A few months after the show, Mr. Benner found subsidized housing on the Maine coast, and last Christmas, ArtLifting sold one of his drawings for $2,500. Like his fellow ArtLifting artists, Mr. Benner said Ms. Powers had played a significant role in turning around his fortunes. “She exudes energy,” he said. “Even though I just met her, I turned over my whole life’s artwork to her because I knew I was in good hands.”
Ms. Powers, a 27-year-old Harvard sociology graduate, founded ArtLifting with her brother Spencer in 2013 after years of searching for a creative way to mitigate the anguish of homelessness.
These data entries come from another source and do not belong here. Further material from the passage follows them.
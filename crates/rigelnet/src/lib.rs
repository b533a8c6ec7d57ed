pub mod codec;
pub mod event;
pub mod net;
pub mod rpc;
pub mod sync;

pub use codec::{Decode, Encode, ExtractError, Packet};
pub use event::{ConnectAttemptFailedReason, DisconnectReason, Event, EventListener, EventQueue};
pub use net::{
    Client, ConnectorStatus, DEFAULT_PORT, NetError, NodeConfig, PacketLossSimulation, Receivers,
    Server, Telemetry, UpdateMode,
};
pub use rpc::{HandlerRegistry, NodeRef, Rpc, RpcError};
pub use sync::{SyncError, SyncFlags, SyncId, SynchronizedObject, SynchronizedObjectRegistry};
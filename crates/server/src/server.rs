use std::collections::VecDeque;
use std::sync::Arc;
use std::sync::atomic::{AtomicBool, Ordering};
use std::time::{Duration, Instant};

use anyhow::Result;
use rigelnet::sync::register_master_sync_rpcs;
use rigelnet::{
    Event, HandlerRegistry, Server, SyncId, SynchronizedObjectRegistry, Telemetry, UpdateMode,
};

use crate::chat::{ChatLog, register_chat_rpcs};
use crate::config::ServerConfig;
use crate::events::{LogEntry, Severity, describe};
use crate::orbiters::Orbiter;

/// Steps a destroyed proxy lingers on clients before it disappears.
const DESTROY_DELAY_STEPS: u32 = 6;

/// Every this many ticks the oldest orbiter is replaced by a new one.
const RESPAWN_INTERVAL: u64 = 600;

pub fn handler_registry() -> Result<HandlerRegistry> {
    let builder = register_master_sync_rpcs(HandlerRegistry::builder())?;
    Ok(register_chat_rpcs(builder)?.build()?)
}

pub struct DemoServer {
    server: Server,
    objects: SynchronizedObjectRegistry,
    orbiters: VecDeque<SyncId>,
    spawned: usize,
    config: ServerConfig,
    tick: u64,
    tick_duration: Duration,
    last_tick_time: Instant,
    accumulator: Duration,
    running: Arc<AtomicBool>,
    start_time: Instant,
    telemetry: Telemetry,
    pending_log: VecDeque<LogEntry>,
}

impl DemoServer {
    pub fn new(config: ServerConfig) -> Result<Self> {
        let registry = Arc::new(handler_registry()?);
        let mut server = Server::new(config.node_config(), config.max_clients, registry)?;
        server.start(config.port)?;
        server.set_user_data(ChatLog::default());

        let tick_duration = config.tick_duration();
        let mut demo = Self {
            server,
            objects: SynchronizedObjectRegistry::new(DESTROY_DELAY_STEPS)
                .with_step_duration(tick_duration),
            orbiters: VecDeque::new(),
            spawned: 0,
            tick: 0,
            tick_duration,
            last_tick_time: Instant::now(),
            accumulator: Duration::ZERO,
            running: Arc::new(AtomicBool::new(true)),
            start_time: Instant::now(),
            telemetry: Telemetry::default(),
            pending_log: VecDeque::new(),
            config,
        };

        for _ in 0..demo.config.orbiter_count {
            demo.spawn_orbiter();
        }
        if let Some(addr) = demo.server.local_addr() {
            demo.pending_log
                .push_back(LogEntry::info(format!("Server started on {}", addr)));
        }
        Ok(demo)
    }

    pub fn running(&self) -> Arc<AtomicBool> {
        Arc::clone(&self.running)
    }

    pub fn drain_log(&mut self) -> impl Iterator<Item = LogEntry> + '_ {
        self.pending_log.drain(..)
    }

    pub fn run(&mut self) {
        while self.running.load(Ordering::SeqCst) {
            self.tick_once();
            for entry in self.drain_log().collect::<Vec<_>>() {
                match entry.severity {
                    Severity::Info => log::info!("{}", entry.message),
                    Severity::Warn => log::warn!("{}", entry.message),
                }
            }
            std::thread::sleep(Duration::from_millis(1));
        }
        self.shutdown();
    }

    pub fn shutdown(&mut self) {
        self.server.stop();
        self.handle_events();
    }

    pub fn tick_once(&mut self) {
        let now = Instant::now();
        self.accumulator += now - self.last_tick_time;
        self.last_tick_time = now;

        self.telemetry += self.server.update(UpdateMode::Receive);
        self.handle_events();

        let mut ticked = false;
        while self.accumulator >= self.tick_duration {
            self.accumulator -= self.tick_duration;
            self.tick();
            ticked = true;
        }

        if ticked {
            if let Err(e) = self.objects.sync_state_updates(&mut self.server) {
                self.pending_log
                    .push_back(LogEntry::warn(format!("Sync failed: {}", e)));
            }
            self.telemetry += self.server.update(UpdateMode::Send);
        }
    }

    fn tick(&mut self) {
        self.tick += 1;
        let dt = self.tick_duration.as_secs_f32();
        for &id in &self.orbiters {
            if let Some(orbiter) = self.objects.object_as_mut::<Orbiter>(id) {
                orbiter.advance(dt);
            }
        }

        if self.tick % RESPAWN_INTERVAL == 0 {
            self.respawn_oldest();
        }
    }

    fn spawn_orbiter(&mut self) {
        let id = self
            .objects
            .register_master_object(Box::new(Orbiter::new(self.spawned)));
        self.spawned += 1;
        self.orbiters.push_back(id);
    }

    fn respawn_oldest(&mut self) {
        let Some(id) = self.orbiters.pop_front() else {
            return;
        };

        let result = self
            .objects
            .sync_object_destroy(&mut self.server, id)
            .and_then(|()| self.objects.unregister_object(id).map(drop));
        match result {
            Ok(()) => self
                .pending_log
                .push_back(LogEntry::info(format!("Orbiter {} retired", id))),
            Err(e) => self
                .pending_log
                .push_back(LogEntry::warn(format!("Failed to retire {}: {}", id, e))),
        }
        self.spawn_orbiter();
    }

    fn handle_events(&mut self) {
        while let Some(event) = self.server.poll_event() {
            if let Event::Connected {
                client_index: Some(index),
            } = &event
            {
                let index = *index;
                if let Err(e) = self.objects.sync_complete_state(&mut self.server, index) {
                    self.pending_log.push_back(LogEntry::warn(format!(
                        "Failed to send world to client {}: {}",
                        index, e
                    )));
                }
            }
            self.pending_log.push_back(describe(&event));
        }
    }

    pub fn stats(&self) -> ServerStats {
        let clients: Vec<usize> = self.server.connected_clients().collect();
        let latency_sum: Duration = clients
            .iter()
            .filter_map(|&i| self.server.client_connector(i).ok())
            .map(|c| c.remote_info().mean_latency)
            .sum();
        let mean_latency_ms = if clients.is_empty() {
            0.0
        } else {
            latency_sum.as_secs_f64() * 1000.0 / clients.len() as f64
        };

        let idle_objects = self
            .orbiters
            .iter()
            .filter(|&&id| {
                !clients.is_empty()
                    && clients
                        .iter()
                        .all(|&client| self.objects.is_unchanged_for_client(id, client))
            })
            .count();

        ServerStats {
            uptime_secs: self.start_time.elapsed().as_secs(),
            tick: self.tick,
            client_count: clients.len(),
            max_clients: self.server.size(),
            object_count: self.objects.len(),
            idle_objects,
            rejected_connections: self.server.rejected_connection_count(),
            telemetry: self.telemetry,
            mean_latency_ms,
            packet_loss_percent: self
                .config
                .packet_loss
                .as_ref()
                .filter(|sim| sim.enabled)
                .map_or(0.0, |sim| sim.loss_percent),
            chat: self
                .server
                .user_data::<ChatLog>()
                .map(|chat| chat.recent(5).map(str::to_owned).collect())
                .unwrap_or_default(),
        }
    }
}

#[derive(Debug, Clone, Default)]
pub struct ServerStats {
    pub uptime_secs: u64,
    pub tick: u64,
    pub client_count: usize,
    pub max_clients: usize,
    pub object_count: usize,
    /// Objects whose last update was dropped for every client as unchanged.
    pub idle_objects: usize,
    pub rejected_connections: u64,
    pub telemetry: Telemetry,
    pub mean_latency_ms: f64,
    pub packet_loss_percent: f32,
    pub chat: Vec<String>,
}

#[cfg(test)]
mod tests {
    use super::*;

    #[test]
    fn test_registry_contains_sync_and_chat() {
        let registry = handler_registry().unwrap();
        assert_eq!(registry.len(), 6);
        assert!(registry.id_of_name("demo::say").is_ok());
        assert!(registry.id_of_name(rigelnet::sync::SYNC_UPDATE).is_ok());
    }

    #[test]
    fn test_demo_spawns_orbiters() {
        let config = ServerConfig {
            port: 0,
            orbiter_count: 3,
            ..Default::default()
        };
        let mut demo = DemoServer::new(config).unwrap();
        assert_eq!(demo.stats().object_count, 3);

        demo.respawn_oldest();
        assert_eq!(demo.stats().object_count, 3);
        assert_eq!(demo.spawned, 4);
    }
}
She began working with the homeless as an 18-year-old freshman. “I was flipping pancakes and making eggs at 6:30 in the morning at the shelters, but I didn’t really get to know anyone,” she said.
When she was a sophomore, she joined LIFT, a national nonprofit organization, where she was trained to work with the homeless, helping people grapple with housing issues, unemployment, food access and self-esteem.
During her one-on-one sessions, Ms. Powers heard a familiar refrain. “A lot of our clients said to me, ‘Liz, I’m incredibly lonely,’ ” she said. How, she wondered, could she create a safe space to bring these people together to support one another?
Having been an artist, she combined her passions and urged local shelters to create art groups where their residents could come together, make art and earn one another’s trust. With a public service fellowship from Harvard, she spent a year working on her concept.
What Ms. Powers discovered was that many shelters already had art programs and closets filled with discarded artwork. There was no place to display the work and no obvious use for it once it was completed.